To ensure that distribution sector is not an impediment in ensuring access to affordable and
reliable power, the Ujwal Discom Assurance Yojana (UDAY) was launched to resolve all past,
present and future problems. By making states accountable for discom finances, there has been
a positive movement to bring about operational and financial efficiencies. UDAY programme has
led to savings of nearly Rs 12,000 crore per year for discoms nationally, translating into lower
prices for consumers. There are some green shoots already in states like Rajasthan, Haryana,
Andhra Pradesh, Uttar Pradesh, and Bihar, where the gap between the cost of power for the
discom and the revenue made by selling it is reducing. Power theft is also on a decline in many
states - an endemic problem leading to shortages and wastages. Another large state, Tamil
Nadu is expected to break even on discom operations by end 2018.
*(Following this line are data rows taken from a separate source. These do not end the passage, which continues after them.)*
// -----------------------------------
// Values
// -----------------------------------

impl Spill for Value {
	fn write_spill<W: Write>(&self, enc: &mut Encoder<W>) -> Result<(), Error> {
		match self {
			Value::Missing => enc.tag(Tag::Missing),
			Value::Null => enc.tag(Tag::Null),
			Value::Bool(v) => {
				enc.tag(Tag::Value)?;
				enc.tag(Tag::Bool)?;
				enc.u8(*v as u8)
			}
			Value::Number(Number::Int(v)) => {
				enc.tag(Tag::Value)?;
				enc.tag(Tag::Int64)?;
				enc.i64(*v)
			}
			Value::Number(Number::Float(v)) => {
				enc.tag(Tag::Value)?;
				enc.tag(Tag::Float64)?;
				enc.f64(*v)
			}
			Value::String(v) => {
				enc.tag(Tag::Value)?;
				enc.tag(Tag::String)?;
				enc.str(v)
			}
			Value::Binary(v) => {
				enc.tag(Tag::Value)?;
				enc.tag(Tag::Bytes)?;
				enc.bytes(v)
			}
			Value::Array(v) => {
				enc.tag(Tag::Array)?;
				write_elements(enc, v)
			}
			Value::List(v) => {
				enc.tag(Tag::List)?;
				write_elements(enc, v)
			}
			Value::Object(v) => {
				enc.tag(Tag::Object)?;
				write_fields(enc, v)
			}
			Value::Parsed(v) => {
				enc.tag(Tag::Parsed)?;
				enc.u8(v.kind() as u8)?;
				enc.bytes(v.raw())
			}
			Value::Scope(v) => {
				enc.tag(Tag::Scope)?;
				write_fields(enc, v.fields())?;
				match v.parent() {
					Some(parent) => parent.write_spill(enc),
					None => enc.tag(Tag::Nil),
				}
			}
		}
	}

	fn read_spill<R: Read>(tag: Tag, dec: &mut Decoder<R>) -> Result<Self, Error> {
		match tag {
			Tag::Missing => Ok(Value::Missing),
			Tag::Null => Ok(Value::Null),
			Tag::Value => match dec.tag()? {
				Tag::Bool => Ok(Value::Bool(dec.u8()? != 0)),
				Tag::Int64 => Ok(Value::Number(Number::Int(dec.i64()?))),
				Tag::Float64 => Ok(Value::Number(Number::Float(dec.f64()?))),
				Tag::String => Ok(Value::String(dec.string()?)),
				Tag::Bytes => match dec.bytes()? {
					Some(v) => Ok(Value::Binary(v)),
					None => Err(Error::reconstruct("unexpected nil binary value")),
				},
				tag => Err(tag.unexpected("a scalar value")),
			},
			Tag::Array => Ok(Value::Array(read_elements(dec)?)),
			Tag::List => Ok(Value::List(read_elements(dec)?)),
			Tag::Object => Ok(Value::Object(read_fields(dec)?)),
			Tag::Parsed => {
				let code = dec.u8()?;
				let kind = Type::from_u8(code)
					.ok_or_else(|| Error::reconstruct(format!("invalid type code {code}")))?;
				match dec.bytes()? {
					Some(raw) => Ok(Value::Parsed(Parsed::new(raw, kind))),
					None => Err(Error::reconstruct("unexpected nil document")),
				}
			}
			Tag::Scope => {
				let fields = read_fields(dec)?;
				let parent = match dec.tag()? {
					Tag::Nil => None,
					tag => Some(Arc::new(Value::read_spill(tag, dec)?)),
				};
				Ok(Value::Scope(Box::new(Scope::new(fields, parent))))
			}
			tag => Err(tag.unexpected("a value")),
		}
	}
}

pub(crate) fn write_elements<W: Write>(enc: &mut Encoder<W>, v: &[Value]) -> Result<(), Error> {
	enc.length(v.len())?;
	for v in v {
		v.write_spill(enc)?;
	}
	Ok(())
}

pub(crate) fn write_fields<W: Write>(enc: &mut Encoder<W>, v: &Object) -> Result<(), Error> {
	enc.length(v.len())?;
	for (k, v) in v {
		enc.str(k)?;
		v.write_spill(enc)?;
	}
	Ok(())
}

fn read_elements<R: Read>(dec: &mut Decoder<R>) -> Result<Vec<Value>, Error> {
	match dec.length()? {
		Some(len) => {
			let mut out = Vec::with_capacity(capacity(len));
			for _ in 0..len {
				out.push(dec.decode()?);
			}
			Ok(out)
		}
		None => Err(Error::reconstruct("unexpected nil array")),
	}
}

pub(crate) fn read_fields<R: Read>(dec: &mut Decoder<R>) -> Result<Object, Error> {
	match dec.length()? {
		Some(len) => {
			let mut out = Object::new();
			for _ in 0..len {
				let key = dec.string()?;
				out.insert(key, dec.decode()?);
			}
			Ok(out)
		}
		None => Err(Error::reconstruct("unexpected nil object")),
	}
}

#[cfg(test)]
mod tests {
	use std::sync::Arc;

	use rstest::rstest;
	use serde_json::json;

	use super::*;

	fn round_trip(v: &Value) -> Value {
		let bytes = encode_to_vec(v).unwrap();
		decode_from_slice(&bytes, None).unwrap()
	}

	#[test]
	fn every_tag_is_recognised() {
		for tag in Tag::ALL {
			assert_eq!(Tag::try_from(tag as u8).unwrap(), tag);
		}
		assert!(matches!(
			Tag::try_from(0x7f),
			Err(Error::ValueInvalid {
				found: 0x7f,
				..
			})
		));
		assert!(Tag::try_from(0xa2).is_err());
	}

	#[rstest]
	#[case::missing(Value::Missing)]
	#[case::null(Value::Null)]
	#[case::boolean(Value::from(true))]
	#[case::int(Value::from(i64::MIN))]
	#[case::float(Value::from(0.1 + 0.2))]
	#[case::infinity(Value::from(f64::NEG_INFINITY))]
	#[case::string(Value::from("Hill Valley 🕰"))]
	#[case::binary(Value::Binary(vec![0, 0x80, 0xff]))]
	#[case::document(Value::from(json!({"a": [1, {"b": null}], "c": 1.5e300})))]
	#[case::list(Value::List(vec![Value::Missing, Value::Null]))]
	#[case::parsed(Value::Parsed(Parsed::from_json(r#"{"x":[1,2]}"#)))]
	fn values_survive_spilling(#[case] value: Value) {
		let decoded = round_trip(&value);
		assert_eq!(decoded, value);
		assert_eq!(decoded.size(), value.size());
		assert_eq!(decoded.kind(), value.kind());
	}

	#[test]
	fn representations_are_preserved() {
		assert!(matches!(round_trip(&Value::from(3)), Value::Number(Number::Int(3))));
		assert!(matches!(round_trip(&Value::from(3.0)), Value::Number(Number::Float(_))));
		assert!(matches!(round_trip(&Value::List(vec![])), Value::List(_)));
		assert!(matches!(round_trip(&Value::Missing), Value::Missing));
		assert!(matches!(round_trip(&Value::Null), Value::Null));
		match round_trip(&Value::from(f64::NAN)) {
			Value::Number(Number::Float(v)) => assert!(v.is_nan()),
			v => panic!("unexpected {v:?}"),
		}
	}

	#[test]
	fn parsed_documents_stay_unparsed() {
		let value = Value::Parsed(Parsed::from_json("[true]"));
		match round_trip(&value) {
			Value::Parsed(p) => {
				assert!(!p.is_parsed());
				assert_eq!(p.kind(), Type::Array);
				assert_eq!(p.raw(), b"[true]");
			}
			v => panic!("unexpected {v:?}"),
		}
	}

	#[test]
	fn scopes_keep_their_parent() {
		let parent = Arc::new(Value::from(json!({"outer": 1})));
		let scope = Scope::with_parent(Object::from([("inner".into(), Value::from(2))]), &parent);
		let decoded = round_trip(&scope);
		assert_eq!(decoded.field("inner"), Some(&Value::from(2)));
		assert_eq!(decoded.field("outer"), Some(&Value::from(1)));
		assert_eq!(decoded.size(), scope.size());
	}

	#[test]
	fn floats_are_written_as_text() {
		let bytes = encode_to_vec(&Value::from(1.5)).unwrap();
		assert_eq!(bytes[..2], [Tag::Value as u8, Tag::Float64 as u8]);
		assert_eq!(bytes[2..6], 5i32.to_be_bytes());
		assert_eq!(&bytes[6..], b"1.5e0");
	}

	#[test]
	fn end_of_file_only_at_record_boundaries() {
		let mut bytes = encode_to_vec(&Value::from("Doc")).unwrap();
		bytes.extend(encode_to_vec(&Value::from(88)).unwrap());
		let mut dec = Decoder::new(&bytes[..], None);
		assert_eq!(dec.next::<Value>().unwrap(), Some(Value::from("Doc")));
		assert_eq!(dec.next::<Value>().unwrap(), Some(Value::from(88)));
		assert_eq!(dec.next::<Value>().unwrap(), None);
		// A truncated record is a read failure
		let truncated = &bytes[..bytes.len() - 3];
		let mut dec = Decoder::new(truncated, None);
		dec.next::<Value>().unwrap();
		assert!(matches!(dec.next::<Value>(), Err(Error::SpillRead(_))));
	}

	#[test]
	fn mismatched_tags_are_invalid() {
		let bytes = encode_to_vec(&Value::from(1)).unwrap();
		assert!(matches!(
			decode_from_slice::<String>(&bytes, None),
			Err(Error::ValueInvalid {
				expected: "a string",
				..
			})
		));
		assert!(matches!(
			decode_from_slice::<Value>(&[Tag::Nil as u8], None),
			Err(Error::ValueInvalid {
				expected: "a value",
				..
			})
		));
	}

	#[test]
	fn malformed_payloads_fail_reconstruction() {
		let mut bytes = vec![Tag::Value as u8, Tag::Float64 as u8];
		bytes.extend(3i32.to_be_bytes());
		bytes.extend(b"one");
		assert!(matches!(
			decode_from_slice::<Value>(&bytes, None),
			Err(Error::ValueReconstruct(_))
		));
	}
}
Yet, the discom improvement is a waiting game. Firstly, they need to break even operationally.
Then they need to generate sufficient free cash flows to apportion money for the all important
capital expenditure to improve both urban and rural infrastructure. This process is ongoing, but
will still take a few years to fully reach a logical conclusion. While the central government
continues to support and goad states towards making rapid changes, ultimately the political will
of the states is critical. Even with all these constraints, rapid strides have been made since the
launch of UDAY in curing long-standing historical problems of discoms.

The fact is that Compounded Annual Growth Rate (CAGR) of power generation has been 6.4
per cent between 2014 and 2017. This growth rate was 6.15 per cent between 2004 and 2014.
The power generation CAGR in the last three years is higher than those achieved in the years
when the economy was growing between 8 per cent and 9 per cent. The current CAGR aptly
captures the level of economic activity, and would perhaps have been more but for the
consumption efficiency initiatives in place.

Power generation is the most robust method of calculating electricity growth since electricity
cannot be stored. It is also a metric that directly impacts power generators. These players are in
for a long haul and they are concerned about what they can generate and sell, not what reaches
the last consumer standing. India, today, has enough generation capacity to meet even a 50 per
cent demand rise – the available generation capacity will still meet this ramp up.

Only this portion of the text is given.